When the American policy of spreading Western values lacked the necessary approval of the Security Council, the U.S. enlarged the great substitution, usurping the authority of the Security Council and acting unilaterally without its approval. International resentment grew at this replacement of international law anchored in the UN with the rules-based order. The essence of international law is that written laws are applied universally. The rules-based order promoted by the West is composed of unwritten laws whose source, consent and legitimacy are unknown. To Russia and other countries not in the political West, they have the appearance of being invoked when they benefit the U.S. and its partners and not being invoked when they don’t. To those not in the political West, it appeared, disturbingly, that the U.S. and NATO had supplanted the U.N. as the arbiter of international law.
This belief was reinforced in Iraq and, especially, in Kosovo and Libya where the United States acted without Security Council approval in precisely the way they insisted that the rest of the world do not. Russia bristled at the double standard.
As long as liberal internationalism confined itself to the UN based international system, there was much about it that was attractive. But when the U.S. and NATO began their missionary project of spreading those universal values in ways that dismissed sovereign internationalism and international law, other nations felt their sovereignty and security being threatened.

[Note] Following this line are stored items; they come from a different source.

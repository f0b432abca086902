//! End-to-end routing scenarios over in-process loopback links.

use serde_json::{json, Value};
use std::collections::BTreeSet;
use std::sync::atomic::{AtomicUsize, Ordering};
use std::sync::Arc;
use std::time::Duration;
use tokio::sync::mpsc;
use urnet_types::config::DirectoryConfig;
use urnet_types::{Address, BusError, BusResult, Frame, InvocationKind, Packet};
use urnet_wire::loopback::link;
use urnet_wire::services::{REFLECT, SERVICE_LIST};
use urnet_wire::socket::Outbox;
use urnet_wire::{Directory, Messager, SocketAdapter, TransportKind};

const WAIT: Duration = Duration::from_secs(2);

fn hub_with(config: DirectoryConfig) -> Messager {
    let dir = Directory::new(DirectoryConfig {
        address: Some("SVR_01".into()),
        ..config
    })
    .unwrap();
    urnet_wire::services::register_builtins(&dir).unwrap();
    Messager::new(dir)
}

fn hub() -> Messager {
    hub_with(DirectoryConfig::default())
}

fn client() -> Messager {
    Messager::new(Directory::new(DirectoryConfig::default()).unwrap())
}

fn client_with_timeout(ms: u64) -> Messager {
    Messager::new(
        Directory::new(DirectoryConfig {
            call_timeout_ms: ms,
            ..DirectoryConfig::default()
        })
        .unwrap(),
    )
}

async fn never() -> Result<Value, String> {
    futures::future::pending::<()>().await;
    Ok(Value::Null)
}

/// A socket whose outbound frames the test reads directly.
struct Probe {
    outbox: Outbox,
}

impl SocketAdapter for Probe {
    fn transport(&self) -> TransportKind {
        TransportKind::Loopback
    }
    fn label(&self) -> String {
        "probe".into()
    }
    fn address(&self) -> Option<Address> {
        self.outbox.address()
    }
    fn bind_address(&self, address: Address) -> bool {
        self.outbox.bind_address(address)
    }
    fn send(&self, frame: Frame) -> BusResult<()> {
        self.outbox.send(frame)
    }
    fn close(&self) {
        self.outbox.close()
    }
}

fn probe() -> (Arc<Probe>, mpsc::UnboundedReceiver<Frame>) {
    let (outbox, rx) = Outbox::channel();
    (Arc::new(Probe { outbox }), rx)
}

async fn next_packet(rx: &mut mpsc::UnboundedReceiver<Frame>) -> Packet {
    tokio::time::timeout(WAIT, async {
        loop {
            match rx.recv().await {
                Some(Frame::Packet(p)) => return p,
                Some(_) => continue,
                None => panic!("probe closed"),
            }
        }
    })
    .await
    .expect("a packet should be forwarded")
}

#[tokio::test]
async fn test_local_call_echoes_payload() {
    let bus = hub();
    bus.handle_fn("FOO", |p| async move { Ok(json!({"echo": p["x"]})) })
        .unwrap();
    assert_eq!(
        bus.call("FOO", json!({"x": 5})).await.unwrap(),
        json!({"echo": 5})
    );
}

#[tokio::test]
async fn test_unrouted_call_rejects_with_no_route() {
    let bus = hub();
    assert!(matches!(
        bus.call("BAR", json!({})).await,
        Err(BusError::NoRoute(_))
    ));
    assert_eq!(bus.directory().pending_transactions(), 0);
}

#[tokio::test]
async fn test_two_hop_call_records_both_addresses() {
    let a = hub();
    let b = client();
    b.handle_fn("BAZ", |_| async move { Ok(json!({"ok": true})) })
        .unwrap();
    link(a.directory(), b.directory()).unwrap();
    a.directory().wait_for_route("BAZ", WAIT).await.unwrap();

    let response = a.call_response("BAZ", json!({})).await.unwrap();
    assert_eq!(response.outcome().unwrap(), json!({"ok": true}));
    assert_eq!(
        response.hops(),
        &[a.directory().address(), b.directory().address()]
    );
    assert!(!response.hop_log().is_empty());
}

#[tokio::test]
async fn test_call_between_clients_goes_through_the_hub() {
    let h = hub();
    let c1 = client();
    let c2 = client();
    c2.handle_fn("QUX", |p| async move { Ok(json!({"got": p})) })
        .unwrap();
    link(h.directory(), c1.directory()).unwrap();
    link(h.directory(), c2.directory()).unwrap();
    assert_ne!(c1.directory().address(), c2.directory().address());
    c1.directory().wait_for_route("QUX", WAIT).await.unwrap();

    let response = c1.call_response("QUX", json!(7)).await.unwrap();
    assert_eq!(response.outcome().unwrap(), json!({"got": 7}));
    assert_eq!(
        response.hops(),
        &[
            c1.directory().address(),
            h.directory().address(),
            c2.directory().address()
        ]
    );
    assert_eq!(h.directory().pending_transactions(), 0);
    assert_eq!(c1.directory().pending_transactions(), 0);
}

#[tokio::test]
async fn test_remote_errors_keep_their_type() {
    let h = hub();
    let c1 = client();
    let c2 = client();
    c2.handle_fn("FAIL", |_| async move { Err("bad input".to_string()) })
        .unwrap();
    link(h.directory(), c1.directory()).unwrap();
    link(h.directory(), c2.directory()).unwrap();
    c1.directory().wait_for_route("FAIL", WAIT).await.unwrap();

    match c1.call("FAIL", json!({})).await {
        Err(BusError::Remote(msg)) => assert_eq!(msg, "bad input"),
        other => panic!("Expected Remote error, got {other:?}"),
    }
}

#[tokio::test]
async fn test_builtin_services_answer_across_a_hop() {
    let h = hub();
    let c = client();
    c.handle_fn("MINE", |v| async move { Ok(v) }).unwrap();
    link(h.directory(), c.directory()).unwrap();
    h.directory().wait_for_route("MINE", WAIT).await.unwrap();

    let echoed = c.call(REFLECT, json!({"a": 1})).await.unwrap();
    assert_eq!(echoed, json!({"a": 1}));

    let list = c.call(SERVICE_LIST, json!({})).await.unwrap();
    assert_eq!(list["address"], json!("SVR_01"));
    assert_eq!(
        list["services"]["MINE"],
        json!([c.directory().address().to_string()])
    );

    // NET names are never answered without crossing a hop.
    assert!(matches!(
        h.call(REFLECT, json!({})).await,
        Err(BusError::NoRoute(_))
    ));
}

#[tokio::test]
async fn test_unanswered_call_times_out_and_is_forgotten() {
    let h = hub();
    let c = client_with_timeout(50);
    h.handle_fn("SLOW", |_| never()).unwrap();
    link(h.directory(), c.directory()).unwrap();

    assert!(matches!(
        c.call("SLOW", json!({})).await,
        Err(BusError::Timeout(_))
    ));
    tokio::time::sleep(Duration::from_millis(100)).await;
    assert_eq!(c.directory().pending_transactions(), 0);
}

#[tokio::test]
async fn test_detach_purges_routes_and_fails_calls_promptly() {
    let a = hub_with(DirectoryConfig {
        call_timeout_ms: 30_000,
        ..DirectoryConfig::default()
    });
    let b = client();
    b.handle_fn("SLOW", |_| never()).unwrap();
    let (on_a, _) = link(a.directory(), b.directory()).unwrap();
    a.directory().wait_for_route("SLOW", WAIT).await.unwrap();

    let caller = {
        let a = a.clone();
        tokio::spawn(async move { a.call("SLOW", json!({})).await })
    };
    tokio::time::timeout(WAIT, async {
        while a.directory().pending_transactions() == 0 {
            tokio::time::sleep(Duration::from_millis(5)).await;
        }
    })
    .await
    .unwrap();

    a.directory().detach(&on_a).unwrap();
    assert!(a.directory().forwarding_targets("SLOW").unwrap().is_empty());
    let outcome = tokio::time::timeout(WAIT, caller)
        .await
        .expect("call must fail before its timeout")
        .unwrap();
    assert!(matches!(outcome, Err(BusError::TransportSendFailure(_))));
    assert_eq!(a.directory().pending_transactions(), 0);
}

#[tokio::test]
async fn test_duplicate_response_resolves_once() {
    let bus = hub();
    let dir = bus.directory().clone();
    let (socket, mut rx) = probe();
    let link_addr = dir.attach(socket).unwrap();
    dir.register_forwarding(&link_addr, ["FOO"]).unwrap();

    let caller = {
        let bus = bus.clone();
        tokio::spawn(async move { bus.call("FOO", json!({})).await })
    };
    let forwarded = next_packet(&mut rx).await;

    for value in [1, 2] {
        let mut response = forwarded.make_response(Ok(json!(value)));
        response.mark_responder(&link_addr);
        dir.receive(&link_addr, Frame::Packet(response));
    }
    assert_eq!(caller.await.unwrap().unwrap(), json!(1));
    assert_eq!(dir.pending_transactions(), 0);
}

#[tokio::test]
async fn test_forwarding_to_an_address_in_the_hop_sequence_is_a_loop() {
    let bus = hub();
    let dir = bus.directory().clone();
    let (socket, mut rx) = probe();
    let link_addr = dir.attach(socket).unwrap();
    dir.register_forwarding(&link_addr, ["FOO"]).unwrap();

    let mut packet = Packet::create("FOO", json!({})).unwrap();
    packet
        .assign_identity(InvocationKind::Send, "NODE_03")
        .unwrap();
    packet.append_hop(&link_addr).unwrap();
    assert!(matches!(
        dir.dispatch(packet),
        Err(BusError::LoopDetected(_))
    ));
    assert!(rx.try_recv().is_err());
}

#[tokio::test]
async fn test_local_handler_shadows_remote_forward() {
    let a = hub();
    let b = client();
    b.handle_fn("DUAL", |_| async move { Ok(json!("remote")) })
        .unwrap();
    link(a.directory(), b.directory()).unwrap();
    a.directory().wait_for_route("DUAL", WAIT).await.unwrap();
    a.handle_fn("DUAL", |_| async move { Ok(json!("local")) })
        .unwrap();

    for _ in 0..5 {
        assert_eq!(a.call("DUAL", json!({})).await.unwrap(), json!("local"));
    }
    let delivery = a.send("DUAL", json!({})).unwrap();
    assert_eq!(delivery.local, 1);
    assert!(delivery.forwarded.is_empty());
}

#[tokio::test]
async fn test_fan_out_takes_the_first_success() {
    let h = hub();
    let good = client();
    let bad = client();
    good.handle_fn("MULTI", |_| async move { Ok(json!("good")) })
        .unwrap();
    bad.handle_fn("MULTI", |_| async move { Err("bad".to_string()) })
        .unwrap();
    link(h.directory(), good.directory()).unwrap();
    link(h.directory(), bad.directory()).unwrap();

    tokio::time::timeout(WAIT, async {
        while h.directory().forwarding_targets("MULTI").unwrap().len() < 2 {
            tokio::time::sleep(Duration::from_millis(5)).await;
        }
    })
    .await
    .unwrap();

    assert_eq!(h.call("MULTI", json!({})).await.unwrap(), json!("good"));
    let delivery = h.send("MULTI", json!({})).unwrap();
    assert_eq!(delivery.forwarded.len(), 2);
}

#[tokio::test]
async fn test_attached_addresses_stay_unique() {
    let h = hub();
    let mut live = BTreeSet::new();
    let mut links = Vec::new();
    for round in 0..12 {
        let c = client();
        let (on_hub, _) = link(h.directory(), c.directory()).unwrap();
        assert!(live.insert(on_hub.clone()), "{on_hub} handed out twice");
        assert_ne!(on_hub, h.directory().address());
        links.push(c);
        if round % 4 == 1 {
            h.directory().detach(&on_hub).unwrap();
            live.remove(&on_hub);
        }
    }
    let attached: BTreeSet<Address> = h
        .directory()
        .links()
        .into_iter()
        .map(|l| l.address)
        .collect();
    assert_eq!(attached, live);
}

#[tokio::test]
async fn test_hub_shutdown_fails_client_calls_instead_of_timing_out() {
    let h = hub();
    let c = client_with_timeout(30_000);
    h.handle_fn("SLOW", |_| never()).unwrap();
    link(h.directory(), c.directory()).unwrap();

    let caller = {
        let c = c.clone();
        tokio::spawn(async move { c.call("SLOW", json!({})).await })
    };
    tokio::time::sleep(Duration::from_millis(20)).await;
    h.directory().shutdown("maintenance");

    let outcome = tokio::time::timeout(WAIT, caller)
        .await
        .expect("client must see the hub go away")
        .unwrap();
    assert!(matches!(outcome, Err(BusError::TransportSendFailure(_))));
    assert!(c.directory().links().is_empty());
    assert!(matches!(
        h.call("ANY", json!({})).await,
        Err(BusError::ShuttingDown)
    ));
}

#[tokio::test]
async fn test_shared_secret_admits_matching_peers_only() {
    let secured = |address: Option<&str>, secret: &str| {
        Messager::new(
            Directory::with_secret(
                DirectoryConfig {
                    address: address.map(String::from),
                    ..DirectoryConfig::default()
                },
                Some(secret.to_string()),
            )
            .unwrap(),
        )
    };
    let h = secured(Some("SVR_01"), "hunter2");
    h.handle_fn("SECRET", |_| async move { Ok(json!("ok")) })
        .unwrap();

    let good = secured(None, "hunter2");
    let (good_link, _) = link(h.directory(), good.directory()).unwrap();
    assert_eq!(good.call("SECRET", json!({})).await.unwrap(), json!("ok"));

    let bad = secured(None, "wrong");
    let (bad_link, _) = link(h.directory(), bad.directory()).unwrap();
    tokio::time::timeout(WAIT, async {
        while h.directory().is_attached(&bad_link) {
            tokio::time::sleep(Duration::from_millis(5)).await;
        }
    })
    .await
    .expect("hub should drop the unauthenticated peer");
    assert!(h.directory().is_attached(&good_link));
}

#[tokio::test]
async fn test_secured_hub_drops_packets_sent_before_announcing() {
    let h = Messager::new(
        Directory::with_secret(
            DirectoryConfig {
                address: Some("SVR_01".into()),
                ..DirectoryConfig::default()
            },
            Some("hunter2".to_string()),
        )
        .unwrap(),
    );
    let hits = Arc::new(AtomicUsize::new(0));
    let counter = Arc::clone(&hits);
    h.handle_fn("SECRET", move |_| {
        counter.fetch_add(1, Ordering::SeqCst);
        async move { Ok(json!("leaked")) }
    })
    .unwrap();

    let (socket, mut rx) = probe();
    let raw = h.directory().attach(socket).unwrap();
    h.directory().greet(&raw).unwrap();

    let caller = Address::parse("UADDR_09").unwrap();
    let mut request = Packet::create("SECRET", json!({})).unwrap();
    request
        .assign_identity(InvocationKind::Call, caller.as_str())
        .unwrap();
    request.append_hop(&caller).unwrap();
    h.directory().receive(&raw, Frame::Packet(request));

    tokio::time::sleep(Duration::from_millis(20)).await;
    assert_eq!(hits.load(Ordering::SeqCst), 0);
    assert!(!h.directory().is_attached(&raw));
    let kinds: Vec<&'static str> = std::iter::from_fn(|| rx.try_recv().ok())
        .map(|f| f.kind())
        .collect();
    assert_eq!(kinds, vec!["welcome", "goodbye"]);
}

And that led to the third contradiction. The U.S. insists on the free and sovereign right of states to choose their own partners and security alignments; Russia insists on the indivisibility of security, which insists that the security of one state cannot be purchased at the cost of the security of another. Both principles are enshrined in international law and in international agreements, and, with imagination and understanding, they could have been made compatible. But the United States, Russia argues, exclusively pursued the first in disregard of the second.
That conflict came to a head in Ukraine. American and NATO insistence, in violation of verbal promises made at the close of the Cold War, on NATO’s open-door policy and, especially, on Ukraine’s right to join NATO and NATO’s right to expand right up to Russia’s border was perceived by Russia as a security threat that crossed its reddest of lines.
The U.S. and NATO restated their promise of eventual NATO membership for Ukraine and increased military support. Russia felt that its security concerns were being ignored and that Ukraine was being built into a platform for threatening its existence. The U.S. overreached, Russia overreacted, and the second Cold War was a certainty.
If there is a weakness to Sakwa’s book, it is not in its argument nor in its evidence. It is in its reach to an audience. The Lost Peace is not an easy book. It is a book by a scholar steeped in the story that assumes at least a little of that knowledge by its audience. The Lost Peace is not a book for beginners. But for those with an interest in international relations, the book is an invaluable addition.
The Lost Peace despairs of the wasted opportunity to build a security structure that would have provided the architecture for a possible peace at the end of the Cold War. But it also ends with the hope that, having analyzed the contradictions, conflicts and failures to recognize the interests of others, we are able to find “new ways of thinking about old problems” and do better in the face of a new Cold War. Sakwa’s book is an invaluable contribution to that hope.